Maternal and placental inflammatory biomarkers in spontaneous preterm delivery - Predictive ability, stability and neonatal associations

Abstract

Preterm delivery (PTD), spontaneous or iatrogenic, causes short- and long-term morbidity and underlies almost 75% of neonatal deaths. The prevalence in the Nordic countries is about 6% but it differs among countries. In the USA, for instance, it is around 9.6%. The origin of spontaneous PTD is mostly unknown. However, infection and inflammation are leading causes, mainly at early gestational ages. Microbial invasion of the amniotic cavity (MIAC) occurs in 12-14% of symptomatic women with preterm labor (PTL) and in 37-43% of women with preterm prelabor rupture of membranes (PPROM). MIAC elicits an inflammatory response mediated by cytokines, chemokines and other peptides, known as intra-amniotic inflammation (IAI). IAI causes early onset of symptoms, early gestational age at delivery and, consequently, worse neonatal outcome. Chemokines induce chemotaxis in neutrophils and macrophages, enhancing their migration to the placenta and fetal membranes. This process, known as histological chorioamnionitis (HCA), occurs in more than half of spontaneous PTD cases. Early detection of spontaneous PTD presents a challenge because most women who deliver preterm have no obvious risk factors that can be identified early. Indeed, more than half of spontaneous PTDs occur in lowrisk pregnancies.
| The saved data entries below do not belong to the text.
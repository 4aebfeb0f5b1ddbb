use serde::{Deserialize, Serialize};

#[derive(Clone, Copy, Debug, PartialEq, Eq, Serialize, Deserialize)]
#[serde(rename_all = "snake_case")]
pub enum TurnState {
    AwaitingGuardrail,
    Refused,
    Routed,
    AgentActing,
    ToolLoop,
    HandoffRequested,
    Responding,
    TurnComplete,
    Failed,
}

impl TurnState {
    pub fn is_terminal(&self) -> bool {
        matches!(self, Self::TurnComplete | Self::Failed)
    }
}

#[derive(Clone, Copy, Debug, PartialEq, Eq, Serialize, Deserialize)]
#[serde(rename_all = "snake_case")]
pub enum TurnSignal {
    GuardrailsPassed,
    GuardrailsTripped,
    BootstrapRequested,
    ModelInvoked,
    ToolsRequested,
    ToolsCompleted,
    ToolRefused,
    ToolFailuresExhausted,
    HandoffRequested,
    HandoffAccepted,
    HandoffRejected,
    MessageProduced,
    RefusalSent,
    ResponseRecorded,
    Aborted,
}

#[derive(Clone, Debug, PartialEq, Eq, Serialize, Deserialize)]
pub struct TurnTransition {
    pub from: TurnState,
    pub to: TurnState,
    pub signal: TurnSignal,
}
One aim of the studies in this thesis was to study whether non-invasive strategies could predict the occurrence of spontaneous PTD within 7 days, as well as the rate of MIAC. We found that a combination of maternal serum proteins and cervical length constituted the most accurate prediction model for spontaneous PTD within 7 days of testing. However, we observed few differences between maternal serum protein levels in MIAC-positive PTL and PPROM cases. An additional aim was to study the effect of different pre-analytical handling procedures on concentrations of interleukin-6 (IL-6), the cytokine most reported as a biomarker of IAI. We found that differences in handling procedures did not affect amniotic fluid IL-6 levels. Furthermore, these studies investigated the relationship between neonatal outcome and placental histological findings in women with PPROM. We found that HCA and funisitis increased the risk of early-onset neonatal sepsis and retinopathy of prematurity in PPROM pregnancies.